One of the main results of this paper is to show that the above spherical and Euclidean MCFs are ancient solutions:

Theorem 1.1

Let M be an isoparametric submanifold in the unit sphere, f(tx), F(tx) the spherical and Euclidean MCF with initial data M. Then we have the following:

  1. 1.

    \(f(t,\cdot )\) and \(F(t, \cdot )\) exist for all \(t\in (-\infty , 0]\).

  2. 2.

    There is a unique minimal isoparametric submanifold \(M_\mathrm{min}\) in \(S^{n+k-1}\), which is parallel to M. In fact, there exists a unit parallel normal vector field \(\zeta \) on M in \(S^{n+k-1}\) such that the map \(h:M\rightarrow S^{n+k-1}\) defined by

    $$\begin{aligned} h(x)= (\cos r) x + (\sin r) \zeta (x) \end{aligned}$$

    is the embedding of \(M_\mathrm{min}\) in \(S^{n+k-1}\), where r is the spherical distance between M and \(M_\mathrm{min}\).

  3. 3.
    $$\begin{aligned}&\lim _{t\rightarrow -\infty } ||F(t,x)- \sqrt{1-2nt} \, \, h(x)||=0, \end{aligned}$$
    (1.3)
    $$\begin{aligned}&\lim _{t\rightarrow -\infty } ||f(t,x)- h(x)||= 0. \end{aligned}$$
    (1.4)

    for all \(x \in M\).

If M is minimal in the sphere, h is just the identity map. Part (3) of this theorem means that the MCF of M converges to MCF of \(M_{\mathrm{min}}\) in a suitable sense as \(t \rightarrow -\infty \) . In particular, the spherical MCF of M always converges to a minimal isoparametric submanifold as \(t \rightarrow -\infty \).

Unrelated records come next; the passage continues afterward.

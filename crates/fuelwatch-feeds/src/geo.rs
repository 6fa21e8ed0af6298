//! Great-circle distance and coordinate helpers.

use fuelwatch_core::GeoPoint;

/// Mean Earth radius used for haversine distances.
pub const EARTH_RADIUS_KM: f64 = 6371.0;
pub const MILES_TO_KM: f64 = 1.60934;
pub const KM_TO_MILES: f64 = 0.621_371;

#[derive(Debug, Clone, Copy, PartialEq, Eq, Default)]
pub enum DistanceUnit {
    #[default]
    Kilometres,
    Miles,
}

impl DistanceUnit {
    /// Converts `distance` in this unit to kilometres.
    #[must_use]
    pub fn to_km(self, distance: f64) -> f64 {
        match self {
            DistanceUnit::Kilometres => distance,
            DistanceUnit::Miles => distance * MILES_TO_KM,
        }
    }

    /// Converts `km` to this unit.
    #[must_use]
    pub fn from_km(self, km: f64) -> f64 {
        match self {
            DistanceUnit::Kilometres => km,
            DistanceUnit::Miles => km * KM_TO_MILES,
        }
    }
}

/// Haversine distance between two points, in kilometres.
#[must_use]
pub fn haversine_km(from: GeoPoint, to: GeoPoint) -> f64 {
    let lat1 = from.latitude.to_radians();
    let lat2 = to.latitude.to_radians();
    let dlat = lat2 - lat1;
    let dlon = (to.longitude - from.longitude).to_radians();

    let a = (dlat / 2.0).sin().powi(2) + lat1.cos() * lat2.cos() * (dlon / 2.0).sin().powi(2);
    // Rounding can push `a` a hair past 1 for antipodal points.
    2.0 * EARTH_RADIUS_KM * a.sqrt().min(1.0).asin()
}

/// Returns `true` if `to` lies within `radius` (in `unit`) of `from`.
#[must_use]
pub fn is_within_distance(from: GeoPoint, to: GeoPoint, radius: f64, unit: DistanceUnit) -> bool {
    unit.from_km(haversine_km(from, to)) <= radius
}

/// Parses `"lat,lon"` text into a validated point.
///
/// This is the offline part of location lookup; postcode and place-name
/// geocoding happen outside this crate.
#[must_use]
pub fn parse_coordinates(text: &str) -> Option<GeoPoint> {
    let (lat, lon) = text.trim().split_once(',')?;
    let latitude = lat.trim().parse::<f64>().ok()?;
    let longitude = lon.trim().parse::<f64>().ok()?;
    GeoPoint::new(latitude, longitude)
}

#[cfg(test)]
mod tests {
    use super::*;

    fn point(latitude: f64, longitude: f64) -> GeoPoint {
        GeoPoint::new(latitude, longitude).unwrap()
    }

    #[test]
    fn haversine_london_to_paris() {
        let london = point(51.5074, -0.1278);
        let paris = point(48.8566, 2.3522);
        let km = haversine_km(london, paris);
        assert!((km - 343.5).abs() < 1.0, "got {km}");
    }

    #[test]
    fn haversine_same_point_is_zero() {
        let p = point(53.4808, -2.2426);
        assert!(haversine_km(p, p).abs() < 1e-9);
    }

    #[test]
    fn haversine_antipodes_is_finite() {
        let km = haversine_km(point(0.0, 0.0), point(0.0, 180.0));
        assert!((km - std::f64::consts::PI * EARTH_RADIUS_KM).abs() < 1e-6);
    }

    #[test]
    fn within_distance_respects_unit() {
        let london = point(51.5074, -0.1278);
        // ~9.4 km / ~5.8 miles from central London.
        let stratford = point(51.5416, -0.0036);
        assert!(is_within_distance(london, stratford, 10.0, DistanceUnit::Kilometres));
        assert!(!is_within_distance(london, stratford, 5.0, DistanceUnit::Miles));
        assert!(is_within_distance(london, stratford, 6.0, DistanceUnit::Miles));
    }

    #[test]
    fn miles_convert_to_km() {
        assert!((DistanceUnit::Miles.to_km(5.0) - 8.0467).abs() < 1e-9);
        assert!((DistanceUnit::Kilometres.to_km(5.0) - 5.0).abs() < f64::EPSILON);
    }

    #[test]
    fn parses_coordinate_text() {
        let p = parse_coordinates(" 51.5074, -0.1278 ").unwrap();
        assert!((p.latitude - 51.5074).abs() < 1e-9);
        assert!((p.longitude - (-0.1278)).abs() < 1e-9);
    }

    #[test]
    fn rejects_bad_coordinate_text() {
        assert!(parse_coordinates("SW1A 1AA").is_none());
        assert!(parse_coordinates("51.5").is_none());
        assert!(parse_coordinates("95.0,0.0").is_none());
        assert!(parse_coordinates("51.5,-0.1,3").is_none());
    }
}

Comparing to higher codimensional cases, MCF of hypersurfaces are expected to be more rigid and have attracted more attention in the literature. In this paper, we will give a simple unified explicit solution for MCF of all isoparametric hypersurfaces in the sphere (see Propositions 4.2 and  4.3). We can use such solutions to obtain geometric descriptions of MCF for concrete examples of isoparametric hypersurfaces (see Examples 4.4 and 4.5 for the cases of Clifford tori and flag manifolds).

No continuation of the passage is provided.